3. Length of road, sighting, equipment
In order for the police to enforce a limit then they require a clear distance for them to observe drivers and for drivers to see them. This may make certain sites less suitable for speed detection. Different measurement equipment are available. Whilst in the past some "radar" based speed detectors were not approved for use below 30mph, most forces have "laser" type devices that are fully approved for use at 20mph.
4. A Police Force that is willing to enforce
This may seem obvious, and whilst police are becoming far more supportive of 20mph limits and their enforcement, it is clear that in some forces there is a reluctance to enforce. This may be as a result of individual police not understanding the law or a reluctance to commit resources. However as long as the above three conditions have been met then there is nothing to prevent action by the police.
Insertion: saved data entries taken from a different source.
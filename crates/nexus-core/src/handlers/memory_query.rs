use anyhow::Result;
use async_trait::async_trait;
use nexus_memory::ConversationStore;

use crate::agent::{render_history, AgentFactory, LlmAgent};
use crate::handler::{agents, Handler, HandlerOutcome, HandlerRequest};
use crate::prompts;

const TRIAGE_AGENT: &str = "MEMORY_TRIAGE";
const RECENT_HOURS: i64 = 24;

#[derive(Debug, Clone, Copy, PartialEq, Eq)]
pub enum MemoryQuestion {
    FirstMemory,
    Stats,
    RecentSummary,
}

impl MemoryQuestion {
    /// First label found in the triage reply; `NONE` or anything else is `None`.
    pub fn parse(raw: &str) -> Option<Self> {
        let upper = raw.to_uppercase();
        [
            ("RECALL_FIRST_MEMORY", Self::FirstMemory),
            ("CALCULATE_STATS", Self::Stats),
            ("SUMMARIZE_RECENT", Self::RecentSummary),
        ]
        .into_iter()
        .filter_map(|(label, q)| upper.find(label).map(|pos| (pos, q)))
        .min_by_key(|(pos, _)| *pos)
        .map(|(_, q)| q)
    }
}

/// Questions about the conversation itself: what was said first, how much,
/// what was discussed lately.
pub struct MemoryQueryHandler {
    store: ConversationStore,
    triage: LlmAgent,
    writer: LlmAgent,
}

impl MemoryQueryHandler {
    pub fn new(factory: &AgentFactory, store: ConversationStore) -> Self {
        Self {
            store,
            triage: factory.internal(TRIAGE_AGENT, prompts::MEMORY_TRIAGE),
            writer: factory.agent(agents::MEMORY_QUERY, prompts::MEMORY_ANSWER),
        }
    }

    async fn gather(&self, question: MemoryQuestion, session_id: &str) -> Result<Option<String>> {
        let data = match question {
            MemoryQuestion::FirstMemory => match self.store.first_user_turn(session_id).await? {
                Some(turn) => Some(format!(
                    "First user message, sent {}: \"{}\"",
                    turn.timestamp.format("%Y-%m-%d %H:%M UTC"),
                    turn.content
                )),
                None => None,
            },
            MemoryQuestion::Stats => {
                let stats = self.store.conversation_stats(session_id).await?;
                let since = stats
                    .first_message_at
                    .map(|t| t.format("%Y-%m-%d").to_string())
                    .unwrap_or_else(|| "unknown".to_string());
                Some(format!(
                    "Total messages: {}\nFrom the user: {}\nFrom the assistant: {}\nFirst message on: {since}",
                    stats.total_messages, stats.user_messages, stats.model_messages
                ))
            }
            MemoryQuestion::RecentSummary => {
                let turns = self.store.turns_since(session_id, RECENT_HOURS).await?;
                (!turns.is_empty()).then(|| {
                    format!(
                        "Conversation in the last {RECENT_HOURS} hours:\n{}",
                        render_history(&turns)
                    )
                })
            }
        };
        Ok(data)
    }
}

#[async_trait]
impl Handler for MemoryQueryHandler {
    fn name(&self) -> &str {
        agents::MEMORY_QUERY
    }

    async fn handle(&self, request: &HandlerRequest) -> Result<HandlerOutcome> {
        let label = self.triage.ask(request.query.clone()).await?;
        let Some(question) = MemoryQuestion::parse(&label) else {
            tracing::debug!("memory triage found no match: {label}");
            return Ok(HandlerOutcome::Declined);
        };

        let data = self
            .gather(question, &request.session_id)
            .await?
            .unwrap_or_else(|| "No matching conversation history was found.".to_string());
        let prompt = format!("Data:\n{data}\n\nQuestion: {}", request.query);
        Ok(HandlerOutcome::Answer(self.writer.ask(prompt).await?))
    }
}

#[cfg(test)]
mod tests {
    use super::*;

    #[test]
    fn triage_label_parsing() {
        assert_eq!(
            MemoryQuestion::parse("calculate_stats"),
            Some(MemoryQuestion::Stats)
        );
        assert_eq!(
            MemoryQuestion::parse("Label: SUMMARIZE_RECENT (then maybe CALCULATE_STATS)"),
            Some(MemoryQuestion::RecentSummary)
        );
        assert_eq!(MemoryQuestion::parse("NONE"), None);
    }
}
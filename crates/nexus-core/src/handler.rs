use std::collections::HashMap;

use anyhow::Result;
use async_trait::async_trait;
use nexus_schema::{ConversationTurn, ImageInfo, Intent};

/// Agent names as they appear in `FinalResponse::agent_used`.
pub mod agents {
    pub const CLASSIFIER: &str = "FENG";
    pub const QUICK_RESPONSE: &str = "FENG_QUICK_RESPONSE";
    pub const PLANNER: &str = "PLANNER";
    pub const GENERAL: &str = "GENERAL_HANDLER";
    pub const OFFER_HANDLER: &str = "PROACTIVE_OFFER_HANDLER";
    pub const OFFER: &str = "PROACTIVE_OFFER";
    pub const COUNSELOR: &str = "COUNSELOR";
    pub const NEWS: &str = "NEWS";
    pub const CODER: &str = "CODER";
    pub const IMAGE: &str = "IMAGE";
    pub const LIBRARIAN: &str = "LIBRARIAN";
    pub const SYSTEM: &str = "SYSTEM";
    pub const LISTENER: &str = "LISTENER";
    pub const REPORTER: &str = "REPORTER";
    pub const MEMORY_QUERY: &str = "MEMORY_QUERY";
    pub const FORMATTER: &str = "FORMATTER";
    pub const APOLOGY: &str = "APOLOGY_HANDLER";
    pub const DISPATCHER_ERROR: &str = "DISPATCHER_ERROR";
}

/// What a handler produced. `Declined` sends the query on to deep analysis.
#[derive(Debug, Clone, PartialEq)]
pub enum HandlerOutcome {
    Answer(String),
    ThoughtfulAnswer {
        answer: String,
        trace: serde_json::Value,
    },
    Image(ImageInfo),
    Offer {
        content: String,
        original_query: String,
    },
    Declined,
}

/// Which inputs a handler is given.
#[derive(Debug, Clone, Copy, PartialEq, Eq)]
pub enum CallingConvention {
    /// Query plus the recent conversation window.
    Contextual,
    /// Query only.
    Utility,
}

#[derive(Debug, Clone)]
pub struct HandlerRequest {
    pub query: String,
    pub session_id: String,
    /// Empty for utility handlers.
    pub history: Vec<ConversationTurn>,
}

#[async_trait]
pub trait Handler: Send + Sync {
    /// Name used for routing and reported as `agent_used`.
    fn name(&self) -> &str;

    fn convention(&self) -> CallingConvention {
        CallingConvention::Utility
    }

    async fn handle(&self, request: &HandlerRequest) -> Result<HandlerOutcome>;
}

/// Intent to handler-name routing.
#[derive(Debug, Clone)]
pub struct IntentTable {
    routes: HashMap<Intent, String>,
}

impl Default for IntentTable {
    fn default() -> Self {
        let routes = [
            (Intent::PlannerRequest, agents::PLANNER),
            (Intent::GeneralConversation, agents::GENERAL),
            (Intent::DeepAnalysisRequest, agents::OFFER_HANDLER),
            (Intent::CounselingRequest, agents::COUNSELOR),
            (Intent::NewsRequest, agents::NEWS),
            (Intent::CodeRequest, agents::CODER),
            (Intent::ImageRequest, agents::IMAGE),
            (Intent::LibrarianRequest, agents::LIBRARIAN),
            (Intent::SystemCommand, agents::SYSTEM),
            (Intent::UserStorytelling, agents::LISTENER),
            (Intent::TimeRequest, agents::REPORTER),
            (Intent::DateRequest, agents::REPORTER),
            (Intent::MemoryQuery, agents::MEMORY_QUERY),
        ]
        .into_iter()
        .map(|(intent, agent)| (intent, agent.to_string()))
        .collect();
        Self { routes }
    }
}

impl IntentTable {
    pub fn empty() -> Self {
        Self {
            routes: HashMap::new(),
        }
    }

    pub fn with_route(mut self, intent: Intent, agent: impl Into<String>) -> Self {
        self.routes.insert(intent, agent.into());
        self
    }

    pub fn agent_for(&self, intent: Intent) -> Option<&str> {
        self.routes.get(&intent).map(String::as_str)
    }
}
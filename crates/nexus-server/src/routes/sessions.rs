use axum::{
    extract::{Path, Query, State},
    http::StatusCode,
    routing::get,
    Json, Router,
};
use nexus_memory::ConversationStats;
use nexus_schema::HistoryEntry;
use serde::Deserialize;

use crate::state::AppState;

const DEFAULT_HISTORY_LIMIT: usize = 15;

#[derive(Deserialize)]
pub struct HistoryQuery {
    pub limit: Option<usize>,
}

pub fn router() -> Router<AppState> {
    Router::new()
        .route("/{session_id}/stats", get(session_stats))
        .route("/{session_id}/history", get(session_history))
}

async fn session_stats(
    State(state): State<AppState>,
    Path(session_id): Path<String>,
) -> Result<Json<ConversationStats>, StatusCode> {
    state
        .store
        .conversation_stats(&session_id)
        .await
        .map(Json)
        .map_err(|e| {
            tracing::error!("failed to read stats for session {session_id}: {e:#}");
            StatusCode::INTERNAL_SERVER_ERROR
        })
}

async fn session_history(
    State(state): State<AppState>,
    Path(session_id): Path<String>,
    Query(query): Query<HistoryQuery>,
) -> Result<Json<Vec<HistoryEntry>>, StatusCode> {
    let limit = query.limit.unwrap_or(DEFAULT_HISTORY_LIMIT);
    let turns = state
        .store
        .last_n_turns(&session_id, limit)
        .await
        .map_err(|e| {
            tracing::error!("failed to read history for session {session_id}: {e:#}");
            StatusCode::INTERNAL_SERVER_ERROR
        })?;
    Ok(Json(turns.iter().map(HistoryEntry::from).collect()))
}
use std::sync::Arc;

use anyhow::Result;
use async_trait::async_trait;
use nexus_memory::RetrievalCoordinator;
use serde_json::json;

use crate::agent::{AgentFactory, LlmAgent};
use crate::handler::{agents, Handler, HandlerOutcome, HandlerRequest};
use crate::prompts;

pub const NO_NEWS: &str = "I couldn't find any news about that in today's collection.";

pub struct NewsHandler {
    retrieval: Arc<RetrievalCoordinator>,
    agent: LlmAgent,
}

impl NewsHandler {
    pub fn new(factory: &AgentFactory, retrieval: Arc<RetrievalCoordinator>) -> Self {
        Self {
            retrieval,
            agent: factory.agent(agents::NEWS, prompts::NEWS),
        }
    }
}

#[async_trait]
impl Handler for NewsHandler {
    fn name(&self) -> &str {
        agents::NEWS
    }

    async fn handle(&self, request: &HandlerRequest) -> Result<HandlerOutcome> {
        let k = self.retrieval.settings().news_k;
        let found = self.retrieval.search_news(&request.query, k).await;
        let mut steps = vec![format!("searched news for '{}'", request.query)];

        if found.articles.is_empty() {
            steps.push("no articles found".to_string());
            return Ok(HandlerOutcome::ThoughtfulAnswer {
                answer: NO_NEWS.to_string(),
                trace: json!({ "steps": steps, "articles_found": 0 }),
            });
        }

        let titles: Vec<String> = found
            .articles
            .iter()
            .filter_map(|a| a.record.field("title"))
            .collect();
        steps.push(format!("found {} articles", found.articles.len()));

        let prompt = format!("Articles:\n{}\n\nRequest: {}", found.context, request.query);
        let answer = self.agent.ask(prompt).await?;
        steps.push("summarized articles".to_string());

        Ok(HandlerOutcome::ThoughtfulAnswer {
            answer,
            trace: json!({
                "steps": steps,
                "articles_found": found.articles.len(),
                "titles": titles,
            }),
        })
    }
}
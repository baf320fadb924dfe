use std::collections::HashMap;
use std::time::Duration;

use tokio::sync::Mutex;
use tokio::time::Instant;

use crate::config::PendingConfig;

pub const DEFAULT_PENDING_TIMEOUT_SECS: u64 = 300;

pub fn default_confirm_markers() -> Vec<String> {
    [
        "yes", "yeah", "yep", "sure", "ok", "okay", "please do", "go ahead", "do it",
        "of course", "ใช่", "ใช่ครับ", "ใช่ค่ะ", "เอา", "เอาเลย", "ได้เลย", "ตกลง", "จัดไป",
    ]
    .into_iter()
    .map(String::from)
    .collect()
}

pub fn default_deny_markers() -> Vec<String> {
    [
        "no", "nope", "not now", "no thanks", "don't", "do not", "cancel", "never mind",
        "skip", "ไม่", "ไม่ครับ", "ไม่ค่ะ", "ไม่เอา", "ไม่ต้อง", "ไว้ก่อน",
    ]
    .into_iter()
    .map(String::from)
    .collect()
}

#[derive(Debug, Clone, Copy, PartialEq, Eq)]
pub enum ReplyKind {
    Confirm,
    Deny,
    Unclear,
}

/// Splits on whitespace and punctuation only, so combining marks in
/// scripts like Thai stay attached to their word.
fn tokenize(text: &str) -> Vec<String> {
    text.split(|c: char| {
        c.is_whitespace()
            || c.is_ascii_punctuation()
            || matches!(c, '…' | '“' | '”' | '‘' | '’' | '。' | '、' | '！' | '？' | '，')
    })
    .filter(|t| !t.is_empty())
    .map(str::to_lowercase)
    .collect()
}

fn contains_phrase(tokens: &[String], phrase: &[String]) -> bool {
    !phrase.is_empty()
        && tokens.len() >= phrase.len()
        && tokens.windows(phrase.len()).any(|w| w == phrase)
}

/// Confirmation and refusal phrases, matched as whole tokens.
#[derive(Debug, Clone)]
pub struct ReplyMarkers {
    confirm: Vec<Vec<String>>,
    deny: Vec<Vec<String>>,
}

impl Default for ReplyMarkers {
    fn default() -> Self {
        Self::new(&default_confirm_markers(), &default_deny_markers())
    }
}

impl ReplyMarkers {
    pub fn new(confirm: &[String], deny: &[String]) -> Self {
        let compile = |list: &[String]| {
            list.iter()
                .map(|p| tokenize(p))
                .filter(|t| !t.is_empty())
                .collect::<Vec<_>>()
        };
        Self {
            confirm: compile(confirm),
            deny: compile(deny),
        }
    }

    /// A refusal anywhere in the reply wins over a confirmation.
    pub fn classify(&self, reply: &str) -> ReplyKind {
        let tokens = tokenize(reply);
        if self.deny.iter().any(|p| contains_phrase(&tokens, p)) {
            ReplyKind::Deny
        } else if self.confirm.iter().any(|p| contains_phrase(&tokens, p)) {
            ReplyKind::Confirm
        } else {
            ReplyKind::Unclear
        }
    }
}

#[derive(Debug, Clone)]
struct PendingTask {
    original_query: String,
    created_at: Instant,
}

/// One outstanding deep-analysis offer per session.
#[derive(Debug)]
pub struct PendingTaskStore {
    tasks: Mutex<HashMap<String, PendingTask>>,
    timeout: Duration,
    markers: ReplyMarkers,
}

impl Default for PendingTaskStore {
    fn default() -> Self {
        Self::new(
            Duration::from_secs(DEFAULT_PENDING_TIMEOUT_SECS),
            ReplyMarkers::default(),
        )
    }
}

impl PendingTaskStore {
    pub fn new(timeout: Duration, markers: ReplyMarkers) -> Self {
        Self {
            tasks: Mutex::new(HashMap::new()),
            timeout,
            markers,
        }
    }

    pub fn from_config(config: &PendingConfig) -> Self {
        Self::new(
            Duration::from_secs(config.timeout_secs),
            ReplyMarkers::new(&config.confirm, &config.deny),
        )
    }

    /// Replaces any earlier offer for the session.
    pub async fn set_pending(&self, session_id: &str, original_query: &str) {
        let task = PendingTask {
            original_query: original_query.to_string(),
            created_at: Instant::now(),
        };
        self.tasks.lock().await.insert(session_id.to_string(), task);
        tracing::info!("pending deep analysis stored for session {session_id}");
    }

    pub async fn has_pending(&self, session_id: &str) -> bool {
        let mut tasks = self.tasks.lock().await;
        match tasks.get(session_id) {
            Some(task) if task.created_at.elapsed() > self.timeout => {
                tasks.remove(session_id);
                false
            }
            Some(_) => true,
            None => false,
        }
    }

    /// Resolves the session's offer against the user's reply. Any outcome
    /// clears the slot; only a confirmation returns the stored query.
    pub async fn check_and_clear(&self, session_id: &str, reply: &str) -> Option<String> {
        let task = self.tasks.lock().await.remove(session_id)?;

        if task.created_at.elapsed() > self.timeout {
            tracing::info!("pending deep analysis for session {session_id} expired");
            return None;
        }

        match self.markers.classify(reply) {
            ReplyKind::Confirm => {
                tracing::info!("session {session_id} confirmed pending deep analysis");
                Some(task.original_query)
            }
            ReplyKind::Deny => {
                tracing::info!("session {session_id} declined pending deep analysis");
                None
            }
            ReplyKind::Unclear => {
                tracing::debug!("unclear reply to pending offer in session {session_id}, dropping it");
                None
            }
        }
    }
}
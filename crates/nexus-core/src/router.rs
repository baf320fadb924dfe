use std::collections::BTreeMap;
use std::sync::Arc;
use std::time::Duration;

use anyhow::{anyhow, Result};
use nexus_provider::{
    CredentialPool, LlmMessage, LlmProvider, LlmRequest, LlmResponse, PoolStatus, ProviderError,
    ProviderRegistry,
};
use serde::{Deserialize, Serialize};
use tokio::time;

use crate::config::NexusConfig;

const RETRY_BACKOFF_MS: u64 = 1000;

fn default_pool() -> String {
    "primary".to_string()
}

fn default_model() -> String {
    "gemini-2.0-flash".to_string()
}

fn default_max_tokens() -> u32 {
    2048
}

/// Which pool and model one agent talks to.
#[derive(Debug, Clone, PartialEq, Serialize, Deserialize)]
pub struct ModelTarget {
    #[serde(default = "default_pool")]
    pub pool: String,
    #[serde(default = "default_model")]
    pub model: String,
    #[serde(default)]
    pub temperature: Option<f32>,
    #[serde(default = "default_max_tokens")]
    pub max_tokens: u32,
}

impl Default for ModelTarget {
    fn default() -> Self {
        Self {
            pool: default_pool(),
            model: default_model(),
            temperature: None,
            max_tokens: default_max_tokens(),
        }
    }
}

impl ModelTarget {
    pub fn new(pool: impl Into<String>, model: impl Into<String>) -> Self {
        Self {
            pool: pool.into(),
            model: model.into(),
            ..Self::default()
        }
    }
}

struct PoolBinding {
    provider: Arc<dyn LlmProvider>,
    pool: Arc<CredentialPool>,
}

/// Sends chat requests through a credential pool, rotating keys on
/// credential-attributable failures.
pub struct LlmRouter {
    pools: BTreeMap<String, PoolBinding>,
    backoff: Duration,
}

impl Default for LlmRouter {
    fn default() -> Self {
        Self::new()
    }
}

impl LlmRouter {
    pub fn new() -> Self {
        Self {
            pools: BTreeMap::new(),
            backoff: Duration::from_millis(RETRY_BACKOFF_MS),
        }
    }

    pub fn with_backoff(mut self, backoff: Duration) -> Self {
        self.backoff = backoff;
        self
    }

    pub fn from_config(config: &NexusConfig) -> Result<Self> {
        let registry = ProviderRegistry::from_configs(&config.providers)?;
        let mut router = Self::new();
        for pool in &config.pools {
            let provider = registry.get(&pool.provider)?;
            let credentials = CredentialPool::from_keys(&pool.id, &pool.keys, pool.options());
            router.register_pool(&pool.id, provider, Arc::new(credentials));
        }
        Ok(router)
    }

    pub fn register_pool(
        &mut self,
        id: impl Into<String>,
        provider: Arc<dyn LlmProvider>,
        pool: Arc<CredentialPool>,
    ) {
        self.pools.insert(id.into(), PoolBinding { provider, pool });
    }

    pub fn pool(&self, id: &str) -> Option<Arc<CredentialPool>> {
        self.pools.get(id).map(|b| Arc::clone(&b.pool))
    }

    pub async fn pool_statuses(&self) -> Vec<PoolStatus> {
        let mut out = Vec::with_capacity(self.pools.len());
        for binding in self.pools.values() {
            out.push(binding.pool.status().await);
        }
        out
    }

    /// At most one attempt per credential in the pool. Failures that say
    /// nothing about the credential (bad request, undecodable body) are
    /// returned without retrying. Errors keep their `ProviderError` so callers
    /// can downcast, e.g. to spot `CredentialExhausted`.
    pub async fn complete(
        &self,
        target: &ModelTarget,
        system: Option<String>,
        messages: Vec<LlmMessage>,
    ) -> Result<LlmResponse> {
        let binding = self
            .pools
            .get(&target.pool)
            .ok_or_else(|| anyhow!("unknown credential pool: {}", target.pool))?;
        let attempts = binding.pool.len().max(1);
        let mut last_error: Option<ProviderError> = None;

        for attempt in 1..=attempts {
            let credential = binding.pool.acquire().await.map_err(ProviderError::from)?;
            let request = LlmRequest {
                model: target.model.clone(),
                system: system.clone(),
                messages: messages.clone(),
                max_tokens: target.max_tokens,
                temperature: target.temperature,
            };

            match binding.provider.chat(&credential, request).await {
                Ok(resp) => return Ok(resp),
                Err(err) => {
                    let Some(class) = err.failure_class() else {
                        tracing::warn!(
                            "provider {} failed without retry on pool {}: {err}",
                            binding.provider.name(),
                            target.pool
                        );
                        return Err(err.into());
                    };
                    binding.pool.report_failure(&credential, class).await;
                    tracing::warn!(
                        "provider {} failed (class={}, attempt {attempt}/{attempts}) on pool {}: {err}",
                        binding.provider.name(),
                        class.as_str(),
                        target.pool
                    );
                    last_error = Some(err);
                    if attempt < attempts {
                        time::sleep(self.backoff).await;
                    }
                }
            }
        }

        Err(match last_error {
            Some(err) => err.into(),
            None => anyhow!("no attempts made on pool {}", target.pool),
        })
    }

    /// Single-turn convenience wrapper returning trimmed text.
    pub async fn complete_text(
        &self,
        target: &ModelTarget,
        system: Option<String>,
        user: impl Into<String>,
    ) -> Result<String> {
        let resp = self
            .complete(target, system, vec![LlmMessage::user(user)])
            .await?;
        Ok(resp.text.trim().to_string())
    }
}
Recently the Association of Chief Police Officers has re-iterated the fact that 20mph speed limits are enforceable and where the limit is clearly marked (ie meeting signage regulations) then any offenders may be prosecuted. The police have also developed the option of speed awareness courses for those exceeding 24mph in a 20mph limit and these may be an option in some forces. Fixed Penalty Notices and prosecutions can also be used. In addition "light touch" enforcement can also be used which merely constitutes a reprimand/talk rather than anything more formal.
I would suggest that the comments about regulations in your question are internal practices within your police force or county council and are not imposed by any outside body. Let there be no mistake, 20mph limits are enforceable and are being enforced by many police forces in the UK.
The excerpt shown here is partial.